■ **Given entries**
- - - -
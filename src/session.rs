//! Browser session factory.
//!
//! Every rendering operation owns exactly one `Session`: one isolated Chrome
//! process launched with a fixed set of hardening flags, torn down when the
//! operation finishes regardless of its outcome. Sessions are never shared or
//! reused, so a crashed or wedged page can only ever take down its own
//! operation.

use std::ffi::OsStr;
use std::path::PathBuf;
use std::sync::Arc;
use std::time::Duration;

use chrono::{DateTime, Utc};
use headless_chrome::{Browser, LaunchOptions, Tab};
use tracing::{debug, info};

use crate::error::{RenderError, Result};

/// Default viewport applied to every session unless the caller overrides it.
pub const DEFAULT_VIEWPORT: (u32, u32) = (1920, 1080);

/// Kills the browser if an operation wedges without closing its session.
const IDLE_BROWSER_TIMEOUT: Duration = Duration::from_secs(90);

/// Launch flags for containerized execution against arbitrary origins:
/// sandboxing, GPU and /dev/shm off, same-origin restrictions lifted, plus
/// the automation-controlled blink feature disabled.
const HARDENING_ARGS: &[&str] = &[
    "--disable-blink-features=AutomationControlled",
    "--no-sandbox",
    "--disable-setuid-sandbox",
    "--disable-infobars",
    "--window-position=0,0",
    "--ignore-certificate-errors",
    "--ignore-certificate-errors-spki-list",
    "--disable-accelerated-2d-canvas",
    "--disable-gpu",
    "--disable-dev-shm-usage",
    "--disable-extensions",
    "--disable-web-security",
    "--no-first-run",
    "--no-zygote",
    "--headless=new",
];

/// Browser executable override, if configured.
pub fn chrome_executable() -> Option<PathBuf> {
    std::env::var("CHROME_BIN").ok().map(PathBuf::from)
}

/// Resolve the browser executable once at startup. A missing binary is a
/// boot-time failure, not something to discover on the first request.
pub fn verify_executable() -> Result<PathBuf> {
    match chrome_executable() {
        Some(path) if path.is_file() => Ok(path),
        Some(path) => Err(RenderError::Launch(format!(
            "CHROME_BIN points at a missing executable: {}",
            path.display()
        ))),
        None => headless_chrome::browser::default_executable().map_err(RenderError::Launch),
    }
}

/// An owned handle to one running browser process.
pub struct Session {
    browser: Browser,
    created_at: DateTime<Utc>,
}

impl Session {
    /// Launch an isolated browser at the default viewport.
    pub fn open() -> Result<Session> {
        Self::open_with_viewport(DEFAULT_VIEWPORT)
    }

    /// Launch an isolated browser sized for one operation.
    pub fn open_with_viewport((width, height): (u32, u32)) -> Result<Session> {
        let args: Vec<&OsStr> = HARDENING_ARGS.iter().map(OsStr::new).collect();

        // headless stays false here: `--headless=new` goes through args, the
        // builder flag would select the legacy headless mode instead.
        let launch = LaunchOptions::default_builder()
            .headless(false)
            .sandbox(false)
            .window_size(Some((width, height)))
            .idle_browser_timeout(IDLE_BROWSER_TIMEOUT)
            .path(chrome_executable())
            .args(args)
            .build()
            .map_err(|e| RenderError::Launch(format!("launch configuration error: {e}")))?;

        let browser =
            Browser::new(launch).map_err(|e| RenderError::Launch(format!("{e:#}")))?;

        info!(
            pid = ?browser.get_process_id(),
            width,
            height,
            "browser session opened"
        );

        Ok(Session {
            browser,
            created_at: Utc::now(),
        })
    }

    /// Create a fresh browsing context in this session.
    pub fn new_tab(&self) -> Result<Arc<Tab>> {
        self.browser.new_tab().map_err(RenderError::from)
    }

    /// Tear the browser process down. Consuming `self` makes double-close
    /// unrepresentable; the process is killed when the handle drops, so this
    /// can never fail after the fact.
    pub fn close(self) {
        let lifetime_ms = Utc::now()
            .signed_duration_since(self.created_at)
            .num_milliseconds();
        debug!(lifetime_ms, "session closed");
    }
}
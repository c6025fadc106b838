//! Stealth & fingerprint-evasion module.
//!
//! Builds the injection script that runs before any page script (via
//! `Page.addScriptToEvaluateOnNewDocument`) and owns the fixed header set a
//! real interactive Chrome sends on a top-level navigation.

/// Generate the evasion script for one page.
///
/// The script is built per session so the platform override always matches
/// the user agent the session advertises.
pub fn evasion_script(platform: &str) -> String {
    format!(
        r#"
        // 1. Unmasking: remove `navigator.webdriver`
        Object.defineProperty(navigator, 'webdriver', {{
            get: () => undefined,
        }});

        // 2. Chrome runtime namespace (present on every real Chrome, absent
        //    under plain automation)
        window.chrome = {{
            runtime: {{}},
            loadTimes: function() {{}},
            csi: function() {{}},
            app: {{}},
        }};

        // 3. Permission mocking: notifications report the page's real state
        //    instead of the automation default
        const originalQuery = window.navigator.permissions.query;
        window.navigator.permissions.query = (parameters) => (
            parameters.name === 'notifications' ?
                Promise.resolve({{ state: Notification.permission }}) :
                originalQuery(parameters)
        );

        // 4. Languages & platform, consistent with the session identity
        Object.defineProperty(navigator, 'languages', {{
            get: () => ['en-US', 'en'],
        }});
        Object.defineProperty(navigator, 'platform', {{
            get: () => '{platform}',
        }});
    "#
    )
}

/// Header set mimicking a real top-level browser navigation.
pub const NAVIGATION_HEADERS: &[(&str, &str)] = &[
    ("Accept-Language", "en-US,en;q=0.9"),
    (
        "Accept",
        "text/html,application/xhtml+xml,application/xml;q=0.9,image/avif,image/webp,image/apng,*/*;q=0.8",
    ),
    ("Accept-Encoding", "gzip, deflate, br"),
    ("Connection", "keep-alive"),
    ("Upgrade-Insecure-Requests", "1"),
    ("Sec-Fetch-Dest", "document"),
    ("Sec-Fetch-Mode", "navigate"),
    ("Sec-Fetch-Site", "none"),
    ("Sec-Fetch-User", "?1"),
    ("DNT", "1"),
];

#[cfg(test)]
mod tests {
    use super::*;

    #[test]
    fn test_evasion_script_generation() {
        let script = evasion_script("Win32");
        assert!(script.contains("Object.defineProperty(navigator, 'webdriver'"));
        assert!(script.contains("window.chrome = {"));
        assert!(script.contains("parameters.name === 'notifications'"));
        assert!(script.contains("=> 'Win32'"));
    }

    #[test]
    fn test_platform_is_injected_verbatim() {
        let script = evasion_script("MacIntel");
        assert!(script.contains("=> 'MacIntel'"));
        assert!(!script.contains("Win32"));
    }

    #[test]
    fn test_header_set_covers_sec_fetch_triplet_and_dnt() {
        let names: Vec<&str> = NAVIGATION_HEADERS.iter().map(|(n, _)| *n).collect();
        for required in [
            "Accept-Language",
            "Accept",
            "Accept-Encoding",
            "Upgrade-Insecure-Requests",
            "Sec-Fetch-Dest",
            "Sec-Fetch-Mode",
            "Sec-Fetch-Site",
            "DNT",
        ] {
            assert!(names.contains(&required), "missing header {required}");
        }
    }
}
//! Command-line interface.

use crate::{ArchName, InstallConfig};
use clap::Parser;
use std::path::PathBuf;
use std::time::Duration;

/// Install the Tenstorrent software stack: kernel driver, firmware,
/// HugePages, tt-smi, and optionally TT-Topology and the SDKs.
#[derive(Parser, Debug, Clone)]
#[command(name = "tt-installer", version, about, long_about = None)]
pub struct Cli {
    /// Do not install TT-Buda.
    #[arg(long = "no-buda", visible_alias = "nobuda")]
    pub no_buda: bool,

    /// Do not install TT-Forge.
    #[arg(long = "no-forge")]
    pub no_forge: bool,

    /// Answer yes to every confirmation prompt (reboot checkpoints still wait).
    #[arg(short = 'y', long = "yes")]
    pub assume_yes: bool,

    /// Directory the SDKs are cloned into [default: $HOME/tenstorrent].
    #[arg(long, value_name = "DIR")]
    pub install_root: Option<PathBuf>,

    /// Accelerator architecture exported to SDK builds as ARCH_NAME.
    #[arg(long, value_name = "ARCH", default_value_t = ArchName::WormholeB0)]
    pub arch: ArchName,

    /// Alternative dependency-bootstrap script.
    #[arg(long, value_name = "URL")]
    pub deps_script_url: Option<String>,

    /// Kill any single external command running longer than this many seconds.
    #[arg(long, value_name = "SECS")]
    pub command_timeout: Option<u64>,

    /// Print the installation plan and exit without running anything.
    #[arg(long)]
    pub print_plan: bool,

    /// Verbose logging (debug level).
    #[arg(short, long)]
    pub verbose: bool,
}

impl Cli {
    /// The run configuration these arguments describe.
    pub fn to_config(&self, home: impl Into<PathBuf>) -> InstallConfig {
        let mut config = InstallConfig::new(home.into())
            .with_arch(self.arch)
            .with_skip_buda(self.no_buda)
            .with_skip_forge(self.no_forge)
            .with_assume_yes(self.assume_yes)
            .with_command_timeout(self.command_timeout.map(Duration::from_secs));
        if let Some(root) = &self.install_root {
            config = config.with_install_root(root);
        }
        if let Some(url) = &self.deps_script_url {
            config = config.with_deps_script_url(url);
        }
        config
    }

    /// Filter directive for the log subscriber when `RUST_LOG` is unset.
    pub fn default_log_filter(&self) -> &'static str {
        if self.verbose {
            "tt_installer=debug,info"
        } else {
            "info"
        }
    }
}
- - - -
Read the listing above, then copy every line that includes the string "isolated".

■ **Your solution**
//! Every rendering operation owns exactly one `Session`: one isolated Chrome
    /// Launch an isolated browser at the default viewport.
    /// Launch an isolated browser sized for one operation.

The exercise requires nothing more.